What’s sadly ironic about Joe Delaney’s death coming at Chennault Park, is that he always wanted to build a park for kids himself.

After three decades of trying to get it done for Joe, Carolyn knows somewhere, he’s happy.

“I think Joe’s got the biggest smiles on his face because if joe would’ve still been living, then he would’ve had a park for the kids,” she said. “A lot of people think of Joe as a football player, but i think of Joe as a kind hearted person that would do anything for anybody.”

The Haughton community knew that side of Jo, that’s why he’s remembered in North Louisiana as the hero that he is.

And it’s why it was important to so many for this park to be built.

“They’ve never let me down being joe’s wife, they’ve kept it alive,” Carolyn Delaney said. “They really showed me how much they really care about Joe.”

The best way to understand Joe’s worth as a person is to talk to Carolyn.

She’s a widow, but you wouldn’t be able to tell.
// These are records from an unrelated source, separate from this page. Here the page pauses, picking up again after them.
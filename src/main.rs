use actix_cors::Cors;
use actix_web::{web, App, HttpServer, middleware};
use oliv_match::config::{LoggingSettings, Settings};
use oliv_match::core::IngredientMatcher;
use oliv_match::error::handle_json_payload_error;
use oliv_match::routes::{self, products::AppState};
use oliv_match::services::{CatalogRegistry, CatalogSource};
use tracing::info;
use tracing_subscriber::EnvFilter;

fn init_logging(logging: &LoggingSettings) {
    // RUST_LOG wins over the configured level
    let filter = EnvFilter::try_from_default_env()
        .unwrap_or_else(|_| EnvFilter::new(&logging.level));

    let subscriber = tracing_subscriber::fmt()
        .with_env_filter(filter)
        .with_target(false)
        .with_level(true);

    if logging.format == "pretty" {
        subscriber.pretty().init();
    } else {
        subscriber.json().init();
    }
}

#[actix_web::main]
async fn main() -> std::io::Result<()> {
    // Load .env file if present
    dotenv::dotenv().ok();

    let settings = Settings::load().map_err(|e| {
        eprintln!("Failed to load configuration: {}", e);
        std::io::Error::new(std::io::ErrorKind::InvalidInput, e)
    })?;

    init_logging(&settings.logging);

    info!("Starting Oliv matching service...");

    let catalog = match &settings.catalog.path {
        Some(path) => {
            let registry = CatalogRegistry::load(path).await.map_err(|e| {
                tracing::error!("Failed to load catalog from {}: {}", path, e);
                std::io::Error::new(std::io::ErrorKind::InvalidData, e)
            })?;
            info!("Catalog loaded from {}", path);
            registry
        }
        None => {
            info!("No catalog path configured, using built-in catalogs");
            CatalogRegistry::builtin()
        }
    };

    info!("Supported supermarkets: {:?}", catalog.supermarkets());

    let matcher = IngredientMatcher::new(catalog)
        .with_fallback_image(settings.matching.fallback_image.clone());

    let app_state = AppState::new(matcher);

    // Configure HTTP server
    let host = settings.server.host.clone();
    let port = settings.server.port;
    let workers = settings.server.workers;

    info!("Starting HTTP server on {}:{}", host, port);

    let mut server = HttpServer::new(move || {
        let cors = Cors::permissive();

        App::new()
            .app_data(web::Data::new(app_state.clone()))
            .app_data(web::JsonConfig::default().error_handler(handle_json_payload_error))
            .wrap(cors)
            .wrap(middleware::Logger::default())
            .wrap(middleware::Compress::default())
            .configure(routes::configure_routes)
    });

    // actix defaults to one worker per physical core
    if let Some(workers) = workers {
        info!("Using {} workers", workers);
        server = server.workers(workers);
    }

    server.bind((host, port))?.run().await
}
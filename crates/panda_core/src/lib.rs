//! Core storage logic for panda backend registrations.
//! This crate owns the Backend document model and its repository.

pub mod config;
pub mod db;
pub mod logging;
pub mod model;
pub mod repo;

pub use config::{ConfigError, StoreConfig, StoreLocation};
pub use logging::{default_log_level, init_logging, logging_status, LogTarget};
pub use model::backend::{Backend, BackendId, BackendValidationError};
pub use repo::backend_repo::{
    BackendListQuery, BackendRepository, DocumentBackendRepository, RepoError, RepoResult,
};
pub use repo::filter::BackendFilter;

/// Returns the core crate version.
pub fn core_version() -> &'static str {
    env!("CARGO_PKG_VERSION")
}

#[cfg(test)]
mod tests {
    use super::core_version;

    #[test]
    fn version_is_not_empty() {
        assert!(!core_version().is_empty());
    }
}
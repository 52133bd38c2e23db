//! Document store bootstrap built on SQLite.
//!
//! # Responsibility
//! - Open the root session and per-operation session copies.
//! - Create the collection tables a store needs before first use.
//!
//! # Invariants
//! - The store schema version is tracked via `PRAGMA user_version`.
//! - No collection is read or written before its table exists.
//! - Every collection stores one JSON document per row in `body`.

use crate::config::StoreLocation;
use std::error::Error;
use std::fmt::{Display, Formatter};

pub mod collection;
mod session;

pub use session::Session;

pub type DbResult<T> = Result<T, DbError>;

/// Session lifecycle step that failed.
#[derive(Debug, Clone, Copy, PartialEq, Eq)]
pub enum SessionOp {
    Connect,
    Copy,
    Close,
}

impl Display for SessionOp {
    fn fmt(&self, f: &mut Formatter<'_>) -> std::fmt::Result {
        let label = match self {
            Self::Connect => "connect",
            Self::Copy => "copy",
            Self::Close => "close",
        };
        f.write_str(label)
    }
}

#[derive(Debug)]
pub enum DbError {
    /// Statement failure inside a repository operation.
    Sqlite(rusqlite::Error),
    /// Opening, configuring or closing a session failed.
    Session {
        op: SessionOp,
        location: StoreLocation,
        source: rusqlite::Error,
    },
    /// Creating a collection table failed.
    Collection {
        collection: &'static str,
        source: rusqlite::Error,
    },
    /// The store was written by a newer schema than this build knows.
    UnsupportedSchemaVersion {
        location: StoreLocation,
        db_version: u32,
        latest_supported: u32,
    },
}

impl Display for DbError {
    fn fmt(&self, f: &mut Formatter<'_>) -> std::fmt::Result {
        match self {
            Self::Sqlite(err) => write!(f, "{err}"),
            Self::Session {
                op,
                location,
                source,
            } => write!(f, "session {op} failed for `{location}`: {source}"),
            Self::Collection { collection, source } => {
                write!(f, "failed to prepare collection `{collection}`: {source}")
            }
            Self::UnsupportedSchemaVersion {
                location,
                db_version,
                latest_supported,
            } => write!(
                f,
                "store `{location}` has schema version {db_version}, newer than supported {latest_supported}"
            ),
        }
    }
}

impl Error for DbError {
    fn source(&self) -> Option<&(dyn Error + 'static)> {
        match self {
            Self::Sqlite(err) => Some(err),
            Self::Session { source, .. } | Self::Collection { source, .. } => Some(source),
            Self::UnsupportedSchemaVersion { .. } => None,
        }
    }
}

impl From<rusqlite::Error> for DbError {
    fn from(value: rusqlite::Error) -> Self {
        Self::Sqlite(value)
    }
}
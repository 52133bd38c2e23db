//! Command-line front end for the backend document store.
//!
//! # Responsibility
//! - Resolve store and logging settings from environment and flags.
//! - Own the repository lifecycle for exactly one command.
//!
//! # Invariants
//! - Store initialization failure is fatal: logged, reported, exit code 1.
//! - `--memory`/`--db` override `PANDA_DB_MEMORY`/`PANDA_DB_PATH`; the busy
//!   timeout always comes from the environment.

mod commands;

use clap::Parser;
use commands::Cli;
use log::error;
use panda_core::{
    default_log_level, init_logging, BackendRepository, DocumentBackendRepository, LogTarget,
    RepoResult, StoreConfig,
};
use std::io;
use std::process::ExitCode;

fn main() -> ExitCode {
    let cli = Cli::parse();

    if let Err(err) = setup_logging(&cli) {
        eprintln!("panda: {err}");
        return ExitCode::FAILURE;
    }

    let config = match store_config(&cli, |key| std::env::var(key).ok()) {
        Ok(config) => config,
        Err(err) => {
            eprintln!("panda: {err:#}");
            return ExitCode::FAILURE;
        }
    };

    let repo = match open_store(config) {
        Ok(repo) => repo,
        Err(err) => {
            eprintln!("panda: failed to open store: {err}");
            return ExitCode::FAILURE;
        }
    };

    let outcome = commands::run(&cli.command, &repo, io::stdin().lock(), io::stdout().lock());
    if let Err(err) = repo.close() {
        error!("event=cli_close module=cli status=error error={err}");
    }

    match outcome {
        Ok(()) => ExitCode::SUCCESS,
        Err(err) => {
            eprintln!("panda: {err:#}");
            ExitCode::FAILURE
        }
    }
}

fn setup_logging(cli: &Cli) -> Result<(), String> {
    let (target, fallback_level) = match cli.log_dir.as_deref() {
        Some(dir) => (LogTarget::directory(dir)?, default_log_level()),
        // stdout carries command output; keep stderr quiet unless asked.
        None => (LogTarget::Stderr, "warn"),
    };
    init_logging(cli.log_level.as_deref().unwrap_or(fallback_level), target)
}

/// Builds the store config from `lookup` (the environment in `main`), then
/// applies the location flags on top.
fn store_config<F>(cli: &Cli, lookup: F) -> anyhow::Result<StoreConfig>
where
    F: Fn(&str) -> Option<String>,
{
    let config = StoreConfig::from_lookup(lookup)?;
    let located = if let Some(name) = &cli.memory {
        StoreConfig::memory(name.clone())
    } else if let Some(path) = &cli.db {
        StoreConfig::file(path.clone())
    } else {
        return Ok(config);
    };
    Ok(located.with_busy_timeout(config.busy_timeout))
}

/// Opens the store eagerly so an unusable location fails before any command runs.
fn open_store(config: StoreConfig) -> RepoResult<DocumentBackendRepository> {
    DocumentBackendRepository::connect(config).inspect_err(|err| {
        error!("event=cli_init module=cli status=error error={err}");
    })
}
She can’t do anything but smile thinking about her husband.

Carolyn would never remarry, saying that she knows she’d compare other men to Joe, and they couldn’t come close.

Still, she feels she’s never been alone.

“The type of person joe was, i feel that Joe never left me,” Carolyn said. “He’s always been by my side. So I guess I have never thought of him as being gone.” “It’s hard for him not being here, but in my heart i feel that he’s still with me every day.”

Now Joe lives on not just through Carolyn, but through the generations of kids that will get to run around Joe Delaney Park like Joe himself used to run around defenses.

Just as Joe always wanted.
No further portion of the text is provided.